Doutrinação nas escolas
No post Marxismo não é variante do cristianismo (clique no título para ler), comentei sobre a precariedade analítica de quem ingressa nas universidades brasileiras. Após anos de adestramento ideológico baseado em livros didáticos, nossos jovens sabem de cor e salteado os postulados do marxismo, muito embora desconheçam as suas origens – e seus contrapontos. Muitos imaginam que o marxismo é uma espécie de “upgrade” do cristianismo, coitados. A garotada tem absoluta certeza de que empresários são pessoas cujo sucesso decorre da exploração dos pobres, de que a propaganda nos obriga a comprar produtos inúteis, e que todo trabalhador é bom e justo por conta de sua origem social.

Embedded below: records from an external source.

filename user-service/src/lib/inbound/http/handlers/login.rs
use axum::extract::State;
use axum::http::StatusCode;
use axum::Json;
use serde::Deserialize;

use super::ApiError;
use super::ApiSuccess;
use super::AuthenticatedUserData;
use super::WRONG_CREDENTIALS_MESSAGE;
use crate::domain::user::models::EmailAddress;
use crate::domain::user::models::Password;
use crate::inbound::http::router::AppState;

pub async fn login(
    State(state): State<AppState>,
    Json(body): Json<LoginRequest>,
) -> Result<ApiSuccess<AuthenticatedUserData>, ApiError> {
    // Neither a malformed email nor an out-of-policy password can match an
    // account.
    let email = EmailAddress::new(body.email)
        .map_err(|_| ApiError::BadRequest(WRONG_CREDENTIALS_MESSAGE.to_string()))?;
    let password = Password::new(body.password)
        .map_err(|_| ApiError::BadRequest(WRONG_CREDENTIALS_MESSAGE.to_string()))?;

    let authenticated = state
        .user_service
        .login(&email, password.as_str())
        .await?;

    Ok(ApiSuccess::new(
        StatusCode::OK,
        AuthenticatedUserData {
            user: (&authenticated.user).into(),
            token: authenticated.access_token,
        },
    ))
}

/// HTTP request body for logging in (raw JSON)
#[derive(Clone, PartialEq, Eq, Deserialize)]
pub struct LoginRequest {
    email: String,
    password: String,
}
use auth::Identity;
use axum::extract::rejection::QueryRejection;
use axum::extract::Query;
use axum::extract::State;
use axum::http::StatusCode;
use axum::Extension;
use serde::Deserialize;

use super::caller_id;
use super::ApiError;
use super::ApiSuccess;
use super::TodoPageData;
use crate::domain::todo::errors::TodoError;
use crate::domain::todo::models::Pagination;
use crate::inbound::http::router::AppState;

#[derive(Debug, Deserialize)]
pub struct TodoQuery {
    page: Option<u32>,
    limit: Option<u32>,
}

/// One page of the caller's todos, newest first.
pub async fn list_todos(
    State(state): State<AppState>,
    Extension(identity): Extension<Identity>,
    query: Result<Query<TodoQuery>, QueryRejection>,
) -> Result<ApiSuccess<TodoPageData>, ApiError> {
    let owner = caller_id(&identity)?;
    let Query(params) = query.map_err(|e| ApiError::BadRequest(e.body_text()))?;
    let pagination = Pagination::new(params.page, params.limit).map_err(TodoError::from)?;

    state
        .todo_service
        .list_todos(&owner, pagination)
        .await
        .map_err(ApiError::from)
        .map(|ref page| ApiSuccess::new(StatusCode::OK, page.into()))
}
pub mod config;
pub mod domain;
pub mod inbound;
pub mod outbound;

pub use domain::user;
pub use outbound::repositories;
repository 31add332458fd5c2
use super::ApiError;

pub async fn not_found() -> ApiError {
    ApiError::NotFound("404 Not Found".to_string())
}
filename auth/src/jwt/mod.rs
pub mod authenticator;
pub mod claims;
pub mod errors;
pub mod handler;
pub mod issuer;

pub use authenticator::extract_bearer;
pub use authenticator::TokenAuthenticator;
pub use claims::Claims;
pub use errors::FailureCategory;
pub use errors::JwtError;
pub use errors::TokenError;
pub use handler::JwtHandler;
pub use issuer::TokenIssuer;
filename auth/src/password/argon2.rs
use argon2::password_hash::rand_core::OsRng;
use argon2::password_hash::rand_core::RngCore;
use argon2::Algorithm;
use argon2::Argon2;
use argon2::Params;
use argon2::Version;

use super::encoded::EncodedCredential;
use super::errors::PasswordError;
use super::params::PasswordParams;

/// Password hashing implementation.
///
/// Derives keys with Argon2id and stores them as an [`EncodedCredential`]
/// string carrying the cost parameters, the salt and the derived key.
#[derive(Debug, Clone)]
pub struct PasswordHasher {
    params: PasswordParams,
}

impl PasswordHasher {
    /// Create a new password hasher with the default cost parameters.
    pub fn new() -> Self {
        Self {
            params: PasswordParams::default(),
        }
    }

    /// Create a password hasher with explicit cost parameters.
    ///
    /// # Errors
    /// * `InvalidParams` - Parameters violate the Argon2 constraints
    pub fn with_params(params: PasswordParams) -> Result<Self, PasswordError> {
        params.validate()?;
        argon2_params(&params).map_err(|e| PasswordError::InvalidParams(e.to_string()))?;
        Ok(Self { params })
    }

    /// Parameters used for new hashes.
    pub fn params(&self) -> &PasswordParams {
        &self.params
    }

    /// Hash a plaintext password with a fresh random salt.
    ///
    /// # Returns
    /// Encoded credential, e.g. `$argon2id$v=19,m=61440,t=1,p=4$<salt>$<hash>`
    ///
    /// # Errors
    /// * `RandomnessUnavailable` - The OS random source failed to produce a salt
    /// * `HashingFailed` - Key derivation failed
    pub fn hash(&self, password: &str) -> Result<String, PasswordError> {
        let mut salt = vec![0u8; self.params.salt_len as usize];
        OsRng
            .try_fill_bytes(&mut salt)
            .map_err(|e| PasswordError::RandomnessUnavailable(e.to_string()))?;

        let hash = derive_key(password, &salt, &self.params)
            .map_err(|e| PasswordError::HashingFailed(e.to_string()))?;

        Ok(EncodedCredential::new(&self.params, salt, hash).to_string())
    }

    /// Verify a password against a stored encoded credential.
    ///
    /// The key is re-derived with the parameters and salt embedded in
    /// `encoded`, not with this hasher's parameters.
    ///
    /// # Returns
    /// True if password matches, false otherwise
    ///
    /// # Errors
    /// * `MalformedCredential` - Encoding cannot be parsed or replayed
    /// * `VersionMismatch` - Encoding was produced by another Argon2 version
    pub fn verify(&self, password: &str, encoded: &str) -> Result<bool, PasswordError> {
        let credential: EncodedCredential = encoded.parse()?;

        let computed = derive_key(password, &credential.salt, &credential.params())
            .map_err(|e| PasswordError::MalformedCredential(e.to_string()))?;

        Ok(constant_time_eq(&credential.hash, &computed))
    }
}

impl Default for PasswordHasher {
    fn default() -> Self {
        Self::new()
    }
}

fn argon2_params(params: &PasswordParams) -> Result<Params, argon2::Error> {
    Params::new(
        params.memory_kib,
        params.iterations,
        params.parallelism,
        Some(params.output_len as usize),
    )
}

fn derive_key(
    password: &str,
    salt: &[u8],
    params: &PasswordParams,
) -> Result<Vec<u8>, argon2::Error> {
    let argon2 = Argon2::new(Algorithm::Argon2id, Version::V0x13, argon2_params(params)?);

    let mut output = vec![0u8; params.output_len as usize];
    argon2.hash_password_into(password.as_bytes(), salt, &mut output)?;
    Ok(output)
}

// Runs over every byte regardless of where the first difference is.
fn constant_time_eq(a: &[u8], b: &[u8]) -> bool {
    if a.len() != b.len() {
        return false;
    }
    let diff = a.iter().zip(b.iter()).fold(0u8, |acc, (x, y)| acc | (x ^ y));
    std::hint::black_box(diff) == 0
}
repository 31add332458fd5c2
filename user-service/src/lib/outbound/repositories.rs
pub mod todo;
pub mod user;

pub use todo::PostgresTodoRepository;
pub use user::PostgresUserRepository;
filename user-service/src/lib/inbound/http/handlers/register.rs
use axum::extract::State;
use axum::http::StatusCode;
use axum::Json;
use serde::Deserialize;
use thiserror::Error;

use super::ApiError;
use super::ApiSuccess;
use super::AuthenticatedUserData;
use crate::domain::user::models::CreateUserCommand;
use crate::domain::user::models::DisplayName;
use crate::domain::user::models::EmailAddress;
use crate::domain::user::models::Password;
use crate::inbound::http::router::AppState;
use crate::user::errors::EmailError;
use crate::user::errors::NameError;
use crate::user::errors::PasswordPolicyError;

pub async fn register(
    State(state): State<AppState>,
    Json(body): Json<RegisterRequest>,
) -> Result<ApiSuccess<AuthenticatedUserData>, ApiError> {
    state
        .user_service
        .register_user(body.try_into_command()?)
        .await
        .map_err(ApiError::from)
        .map(|registered| {
            ApiSuccess::new(
                StatusCode::CREATED,
                AuthenticatedUserData {
                    user: (&registered.user).into(),
                    token: registered.access_token,
                },
            )
        })
}

/// HTTP request body for registering a user (raw JSON)
#[derive(Clone, PartialEq, Eq, Deserialize)]
pub struct RegisterRequest {
    email: String,
    password: String,
    name: String,
}

#[derive(Debug, Clone, Error)]
enum ParseRegisterRequestError {
    #[error("Invalid email: {0}")]
    Email(#[from] EmailError),

    #[error("Invalid password: {0}")]
    Password(#[from] PasswordPolicyError),

    #[error("Invalid name: {0}")]
    Name(#[from] NameError),
}

impl RegisterRequest {
    fn try_into_command(self) -> Result<CreateUserCommand, ParseRegisterRequestError> {
        let email = EmailAddress::new(self.email)?;
        let password = Password::new(self.password)?;
        let name = DisplayName::new(self.name)?;
        Ok(CreateUserCommand::new(email, name, password))
    }
}

impl From<ParseRegisterRequestError> for ApiError {
    fn from(err: ParseRegisterRequestError) -> Self {
        ApiError::UnprocessableEntity(err.to_string())
    }
}
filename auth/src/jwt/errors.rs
use thiserror::Error;

/// Error type for building keys and issuing tokens.
#[derive(Debug, Clone, Error, PartialEq, Eq)]
pub enum JwtError {
    #[error("Failed to sign token: {0}")]
    SigningFailure(String),

    #[error("Unsupported signing algorithm: {0}")]
    UnsupportedAlgorithm(String),
}

/// Classified outcome of a rejected bearer token.
///
/// The detail carried by `Malformed` is for logs only; responses are built
/// from [`TokenError::category`].
#[derive(Debug, Clone, Error, PartialEq, Eq)]
pub enum TokenError {
    #[error("Missing bearer token")]
    Missing,

    #[error("Malformed bearer token: {0}")]
    Malformed(String),

    #[error("Token signature is invalid")]
    SignatureInvalid,

    #[error("Token is expired")]
    Expired,
}

/// User-visible grouping of token failures.
#[derive(Debug, Clone, Copy, PartialEq, Eq)]
pub enum FailureCategory {
    /// Resend a well-formed authorization header.
    BadRequest,
    /// Authenticate again.
    Unauthorized,
}

impl TokenError {
    pub fn category(&self) -> FailureCategory {
        match self {
            TokenError::Missing | TokenError::Malformed(_) => FailureCategory::BadRequest,
            TokenError::SignatureInvalid | TokenError::Expired => FailureCategory::Unauthorized,
        }
    }

    /// Short label for structured logs.
    pub fn kind(&self) -> &'static str {
        match self {
            TokenError::Missing => "missing",
            TokenError::Malformed(_) => "malformed",
            TokenError::SignatureInvalid => "signature_invalid",
            TokenError::Expired => "expired",
        }
    }
}
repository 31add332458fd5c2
use jsonwebtoken::decode;
use jsonwebtoken::encode;
use jsonwebtoken::errors::ErrorKind;
use jsonwebtoken::Algorithm;
use jsonwebtoken::DecodingKey;
use jsonwebtoken::EncodingKey;
use jsonwebtoken::Header;
use jsonwebtoken::Validation;

use super::claims::Claims;
use super::errors::JwtError;
use super::errors::TokenError;

/// JWT codec shared by the issuing and verifying sides.
///
/// Holds the server secret and the signing algorithm, both fixed at
/// construction. Only HMAC-SHA-512 is accepted.
#[derive(Clone)]
pub struct JwtHandler {
    encoding_key: EncodingKey,
    decoding_key: DecodingKey,
    algorithm: Algorithm,
}

impl JwtHandler {
    pub const DEFAULT_ALGORITHM: Algorithm = Algorithm::HS512;

    /// Create a new JWT handler signing with HS512.
    ///
    /// # Arguments
    /// * `secret` - Secret key for signing tokens (should be stored securely)
    ///
    /// # Errors
    /// * `SigningFailure` - Secret is empty
    pub fn new(secret: &[u8]) -> Result<Self, JwtError> {
        Self::with_algorithm(secret, Self::DEFAULT_ALGORITHM)
    }

    /// Create a new JWT handler for an explicit algorithm.
    ///
    /// # Errors
    /// * `SigningFailure` - Secret is empty
    /// * `UnsupportedAlgorithm` - Algorithm is weaker than HS512 or not an HMAC
    pub fn with_algorithm(secret: &[u8], algorithm: Algorithm) -> Result<Self, JwtError> {
        if secret.is_empty() {
            return Err(JwtError::SigningFailure(
                "signing key must not be empty".to_string(),
            ));
        }
        if algorithm != Algorithm::HS512 {
            return Err(JwtError::UnsupportedAlgorithm(format!("{:?}", algorithm)));
        }

        Ok(Self {
            encoding_key: EncodingKey::from_secret(secret),
            decoding_key: DecodingKey::from_secret(secret),
            algorithm,
        })
    }

    pub fn algorithm(&self) -> Algorithm {
        self.algorithm
    }

    /// Sign claims into a compact `header.payload.signature` token.
    ///
    /// # Errors
    /// * `SigningFailure` - The signing primitive rejected the input
    pub fn encode(&self, claims: &Claims) -> Result<String, JwtError> {
        let header = Header::new(self.algorithm);

        encode(&header, claims, &self.encoding_key)
            .map_err(|e| JwtError::SigningFailure(e.to_string()))
    }

    /// Check structure and signature, then decode the typed claim set.
    ///
    /// Expiry is not checked here; see `TokenAuthenticator`.
    ///
    /// # Errors
    /// * `Malformed` - Not three segments, undecodable header, or a payload
    ///   that does not match `Claims`
    /// * `SignatureInvalid` - Signature does not verify under this key, or
    ///   the header names another algorithm
    pub fn decode(&self, token: &str) -> Result<Claims, TokenError> {
        let segments: Vec<&str> = token.split('.').collect();
        if segments.len() != 3 || segments.iter().any(|segment| segment.is_empty()) {
            return Err(TokenError::Malformed(format!(
                "expected 3 non-empty segments, got {}",
                segments.len()
            )));
        }

        let mut validation = Validation::new(self.algorithm);
        validation.required_spec_claims.clear();
        validation.validate_exp = false;
        validation.validate_aud = false;

        let token_data =
            decode::<Claims>(token, &self.decoding_key, &validation).map_err(|e| match e.kind() {
                ErrorKind::InvalidSignature | ErrorKind::InvalidAlgorithm => {
                    TokenError::SignatureInvalid
                }
                ErrorKind::ExpiredSignature => TokenError::Expired,
                _ => TokenError::Malformed(e.to_string()),
            })?;

        Ok(token_data.claims)
    }
}
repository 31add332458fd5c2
pub mod http;
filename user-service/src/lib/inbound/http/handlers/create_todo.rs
use auth::Identity;
use axum::extract::State;
use axum::http::StatusCode;
use axum::Extension;
use axum::Json;
use serde::Deserialize;

use super::caller_id;
use super::ApiError;
use super::ApiSuccess;
use super::TodoData;
use crate::domain::todo::errors::TodoError;
use crate::domain::todo::models::CreateTodoCommand;
use crate::domain::todo::models::TodoDescription;
use crate::domain::todo::models::TodoTitle;
use crate::inbound::http::router::AppState;

/// HTTP request body for creating a todo (raw JSON)
#[derive(Debug, Deserialize)]
pub struct CreateTodoRequest {
    title: String,
    #[serde(default)]
    description: String,
}

impl CreateTodoRequest {
    fn try_into_command(self) -> Result<CreateTodoCommand, TodoError> {
        let title = TodoTitle::new(self.title)?;
        let description = TodoDescription::new(self.description)?;
        Ok(CreateTodoCommand::new(title, description))
    }
}

pub async fn create_todo(
    State(state): State<AppState>,
    Extension(identity): Extension<Identity>,
    Json(body): Json<CreateTodoRequest>,
) -> Result<ApiSuccess<TodoData>, ApiError> {
    let owner = caller_id(&identity)?;
    let command = body.try_into_command()?;

    state
        .todo_service
        .create_todo(&owner, command)
        .await
        .map_err(ApiError::from)
        .map(|ref todo| ApiSuccess::new(StatusCode::CREATED, todo.into()))
}
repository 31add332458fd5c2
pub mod repositories;
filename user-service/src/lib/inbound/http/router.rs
use std::sync::Arc;
use std::time::Duration;

use auth::Authenticator;
use axum::body::Body;
use axum::http::Request;
use axum::http::Response;
use axum::middleware;
use axum::routing::get;
use axum::routing::post;
use axum::routing::put;
use axum::Router;
use tower::ServiceBuilder;
use tower_http::cors::CorsLayer;
use tower_http::trace::TraceLayer;
use tracing::Span;

use super::handlers::create_todo::create_todo;
use super::handlers::current_user::current_user;
use super::handlers::delete_todo::delete_todo;
use super::handlers::list_todos::list_todos;
use super::handlers::login::login;
use super::handlers::not_found::not_found;
use super::handlers::register::register;
use super::handlers::update_todo::update_todo;
use super::middleware::authenticate as auth_middleware;
use crate::domain::todo::ports::TodoServicePort;
use crate::domain::user::ports::UserServicePort;

#[derive(Clone)]
pub struct AppState {
    pub user_service: Arc<dyn UserServicePort>,
    pub todo_service: Arc<dyn TodoServicePort>,
    pub authenticator: Arc<Authenticator>,
}

pub fn create_router(
    user_service: Arc<dyn UserServicePort>,
    todo_service: Arc<dyn TodoServicePort>,
    authenticator: Arc<Authenticator>,
) -> Router {
    let state = AppState {
        user_service,
        todo_service,
        authenticator,
    };

    let public_routes = Router::new()
        .route("/api/auth/register", post(register))
        .route("/api/auth/login", post(login));

    let protected_routes = Router::new()
        .route("/api/users/me", get(current_user))
        .route("/api/todos", post(create_todo).get(list_todos))
        .route("/api/todos/:id", put(update_todo).delete(delete_todo))
        .route_layer(middleware::from_fn_with_state(
            state.clone(),
            auth_middleware,
        ));

    // Headers stay out of the span: Authorization carries the bearer token.
    let trace_layer = TraceLayer::new_for_http()
        .make_span_with(|request: &Request<Body>| {
            tracing::info_span!(
                "http_request",
                method = %request.method(),
                uri = %request.uri(),
                version = ?request.version(),
            )
        })
        .on_request(|request: &Request<Body>, _span: &Span| {
            tracing::info!(
                method = %request.method(),
                uri = %request.uri(),
                "Request started"
            );
        })
        .on_response(
            |response: &Response<Body>, latency: Duration, _span: &Span| {
                tracing::info!(
                    status = response.status().as_u16(),
                    latency_ms = latency.as_millis(),
                    "Request completed"
                );
            },
        );

    Router::new()
        .merge(public_routes)
        .merge(protected_routes)
        .fallback(not_found)
        .layer(
            ServiceBuilder::new()
                .layer(trace_layer)
                .layer(CorsLayer::permissive()),
        )
        .with_state(state)
}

No Brasil, o empreendedor é visto como vilão e o lucro como pecado, em vez de uma justa recompensa para quem arrisca, investe e gera empregos. Cheios de amor, esses estudantes tomam por verdade auto-evidente o que não passa de teoria capenga – afinal, o marxismo fracassou como método. E claro, para corrigir esses “bugs” do sistema capitalista, é preciso apelar ao papai estado e ao assistencialismo. São rebeldes sonham com a tutela oficial…
Por coincidência, o jornalista Reinaldo Azevedo abordou o mesmo tema hoje. Vejam um pequeno trecho:
O que se vê acima são quadrinhos da tal apostila de geografia do Colégio São Bento, no Rio, que gerou protestos de pais, ex-alunos e amigos da escola. Leitores dizem que pertencem ao livro Capitalismo para Principiantes, de Carlos Eduardo Novaes e Vilmar Silva Rodrigues, da Editora Ática. Deve ser. Vi o livro na Internet. O mesmo desenho está na capa.
Lembram-se da máxima de Mencken? Para cada problema complexo, há sempre uma solução fácil, clara e errada. Não é o que essa gente vive propondo em sala de aula? Então porque não recorrer a um pastiche submarxista da década de 80 (o tal livro Capitalismo para Principiantes), que transforma o mundo numa fábula do Lobo Mau e, literalmente, do Chapeuzinho Vermelho? (…) Dá-se uma regressão: o mundo é movido pela luta do Bem contra o Mal — e com a má notícia, não é? O Mal — no caso, o capitalismo — venceu. Nas aulas de história e de geografia, o mundo retorna ao jardim da infância. A realidade está dominada por bruxas, e um dia virão as fadinhas para redimir os justos. Nesse caso, é inescapável observar: Lula seria a própria realização dessa fantasia.